Parlamento galego chumba uma iniciativa a favor da igualdade no remo feminino. Proposta foi rejeitada pelos votos contra do Partido Popular. A proposta defendia distâncias iguais nas provas, paridade salarial e financiamento para material adaptado às atletas.
Redação |
No passado 29 de abril, o Bloco Nacionalista Galego registou uma iniciativa no Parlamento para acabar com as desigualdades na Federação Galega de Remo. A proposta incluía a implementação da igualdade nas distâncias percorridas na liga feminina e a garantia das mesmas retribuições económicas entre géneros. Além disso, a iniciativa previa a concessão de ajudas financeiras para a aquisição de material adaptado às necessidades das atletas.
O plano contemplava ainda uma ronda de contactos diretos com os clubes para assegurar a aplicação destas medidas, visando erradicar as desigualdades estruturais existentes na Federação Galega de Remo e promover um desporto mais justo e igualitário.
Nas localidades costeiras galegas, o remo transcende a competição para se tornar um fenómeno social e as competições de traineiras mobilizam vilas inteiras.
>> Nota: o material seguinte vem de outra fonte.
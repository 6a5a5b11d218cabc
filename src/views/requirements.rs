// src/views/requirements.rs
use std::sync::Arc;
use tracing::{error, info, warn};

use crate::core::PortalApi;
use crate::error::PortalResult;
use crate::reconciler::RequirementQuery;
use crate::types::{Requirement, RequirementForm};
use crate::views::confirm::{DeleteConfirmation, PendingDelete};
use crate::views::notice::Notice;

/// Recruiter's job requirement list with add/edit/delete.
pub struct RequirementBoard {
    api: Arc<dyn PortalApi>,
    requirements: Vec<Requirement>,
    pub query: RequirementQuery,
    form: RequirementForm,
    editing: Option<u64>,
    delete: DeleteConfirmation,
}

impl RequirementBoard {
    pub fn new(api: Arc<dyn PortalApi>) -> Self {
        Self {
            api,
            requirements: Vec::new(),
            query: RequirementQuery::default(),
            form: RequirementForm::default(),
            editing: None,
            delete: DeleteConfirmation::default(),
        }
    }

    pub async fn refresh(&mut self) -> PortalResult<()> {
        let requirements = self.api.list_requirements().await.map_err(|e| {
            error!("Error fetching requirements: {}", e);
            e
        })?;
        info!("Loaded {} requirements", requirements.len());
        self.requirements = requirements;
        Ok(())
    }

    pub fn requirements(&self) -> &[Requirement] {
        &self.requirements
    }

    pub fn find(&self, id: u64) -> Option<&Requirement> {
        self.requirements.iter().find(|r| r.id == id)
    }

    pub fn visible(&self) -> Vec<Requirement> {
        self.query.apply(&self.requirements)
    }

    pub fn form(&self) -> &RequirementForm {
        &self.form
    }

    pub fn form_mut(&mut self) -> &mut RequirementForm {
        &mut self.form
    }

    pub fn editing(&self) -> Option<u64> {
        self.editing
    }

    pub fn start_create(&mut self) {
        self.reset_form();
    }

    pub fn start_edit(&mut self, id: u64) -> bool {
        match self.find(id) {
            Some(requirement) => {
                self.form = RequirementForm::from_requirement(requirement);
                self.editing = Some(id);
                true
            }
            None => {
                warn!("Cannot edit unknown requirement {}", id);
                false
            }
        }
    }

    pub fn reset_form(&mut self) {
        self.form = RequirementForm::default();
        self.editing = None;
    }

    pub async fn submit(&mut self) -> Notice {
        let draft = match self.form.to_draft() {
            Ok(draft) => draft,
            Err(msg) => return Notice::error(msg),
        };

        let (result, success, fallback) = match self.editing {
            Some(id) => (
                self.api.update_requirement(id, &draft).await,
                format!("{} updated successfully!", draft.position),
                "Update failed. Try again.",
            ),
            None => (
                self.api.create_requirement(&draft).await,
                format!("New requirement for {} added successfully!", draft.position),
                "Addition failed. Try again.",
            ),
        };

        match result {
            Ok(()) => {
                self.reload_after_write().await;
                self.reset_form();
                Notice::success(success)
            }
            Err(e) => {
                error!("Error submitting requirement: {}", e);
                Notice::error(e.user_message(fallback))
            }
        }
    }

    pub fn request_delete(&mut self, id: u64) -> Option<&PendingDelete> {
        let position = self.find(id)?.position.clone();
        Some(self.delete.request(id, position))
    }

    pub fn pending_delete(&self) -> Option<&PendingDelete> {
        self.delete.pending()
    }

    pub fn cancel_delete(&mut self) {
        self.delete.cancel();
    }

    pub async fn confirm_delete(&mut self) -> Option<Notice> {
        let target = self.delete.take()?;

        let notice = match self.api.delete_requirement(target.id).await {
            Ok(()) => {
                self.reload_after_write().await;
                Notice::success(format!(
                    "{} requirement deleted successfully!",
                    target.display_name
                ))
            }
            Err(e) => {
                error!("Error deleting requirement {}: {}", target.id, e);
                Notice::error(e.user_message("Failed to delete. Try again."))
            }
        };
        Some(notice)
    }

    async fn reload_after_write(&mut self) {
        if let Err(e) = self.refresh().await {
            warn!("Reload after write failed, keeping previous list: {}", e);
        }
    }
}

#[cfg(test)]
mod tests {
    use super::*;
    use crate::core::fake::{requirement, FakeApi};
    use crate::types::Salary;

    fn seeded() -> Arc<FakeApi> {
        Arc::new(FakeApi::new().with_requirements(vec![
            requirement(10, "Backend Dev"),
            requirement(11, "Data Analyst"),
        ]))
    }

    fn fill(form: &mut RequirementForm) {
        form.position = "Rust Engineer".into();
        form.company = "Ferrous".into();
        form.location = "Berlin".into();
        form.description = "Services".into();
        form.salary = "90000".into();
        form.skills_required = "Rust".into();
        form.experience = "4".into();
    }

    #[tokio::test]
    async fn test_create_then_refetch() {
        let fake = seeded();
        let mut board = RequirementBoard::new(fake.clone());
        board.refresh().await.expect("refresh");

        fill(board.form_mut());
        let notice = board.submit().await;

        assert_eq!(
            notice,
            Notice::success("New requirement for Rust Engineer added successfully!")
        );
        assert_eq!(board.requirements().len(), 3);
        assert_eq!(fake.count("create_requirement"), 1);
        assert_eq!(fake.count("list_requirements"), 2);
        let created = board
            .requirements()
            .iter()
            .find(|r| r.position == "Rust Engineer")
            .expect("created");
        assert_eq!(created.salary, Some(Salary::Amount(90000.0)));
    }

    #[tokio::test]
    async fn test_failed_create_keeps_list() {
        let fake = seeded();
        let mut board = RequirementBoard::new(fake.clone());
        board.refresh().await.expect("refresh");
        let before = board.requirements().to_vec();

        fake.fail("create_requirement");
        fill(board.form_mut());
        let notice = board.submit().await;

        assert_eq!(notice, Notice::error("Addition failed. Try again."));
        assert_eq!(board.requirements(), before.as_slice());
        assert_eq!(fake.count("list_requirements"), 1);
    }

    #[tokio::test]
    async fn test_edit_mode_updates() {
        let fake = seeded();
        let mut board = RequirementBoard::new(fake.clone());
        board.refresh().await.expect("refresh");

        assert!(board.start_edit(10));
        assert_eq!(board.form().position, "Backend Dev");
        board.form_mut().position = "Senior Backend Dev".into();
        board.form_mut().salary = "70000".into();
        let notice = board.submit().await;

        assert_eq!(notice, Notice::success("Senior Backend Dev updated successfully!"));
        assert_eq!(fake.count("update_requirement"), 1);
        assert_eq!(fake.count("create_requirement"), 0);
        assert_eq!(board.find(10).map(|r| r.position.as_str()), Some("Senior Backend Dev"));
    }

    #[tokio::test]
    async fn test_delete_flow() {
        let fake = seeded();
        let mut board = RequirementBoard::new(fake.clone());
        board.refresh().await.expect("refresh");

        assert!(board.confirm_delete().await.is_none());
        board.request_delete(11);
        let notice = board.confirm_delete().await.expect("confirmed");

        assert_eq!(notice, Notice::success("Data Analyst requirement deleted successfully!"));
        assert_eq!(fake.count("delete_requirement"), 1);
        assert_eq!(board.requirements().len(), 1);
    }

    #[tokio::test]
    async fn test_incomplete_form_is_rejected_locally() {
        let fake = seeded();
        let mut board = RequirementBoard::new(fake.clone());
        fill(board.form_mut());
        board.form_mut().description.clear();

        let notice = board.submit().await;
        assert_eq!(notice, Notice::error("Description is required"));
        assert!(fake.calls().is_empty());
    }
}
Desportivamente, a Galiza é uma potência internacional tanto no banco fixo quanto no banco móvel, contando com clubes históricos como Cabo da Cruz, Samertolameu, Amegrove, Esteirana, Mecos, Chapela ou Tirám, entre outros.
A iniciativa foi finalmente rejeitada pelos votos contra do Partido Popular, com maioria absoluta no hemiciclo.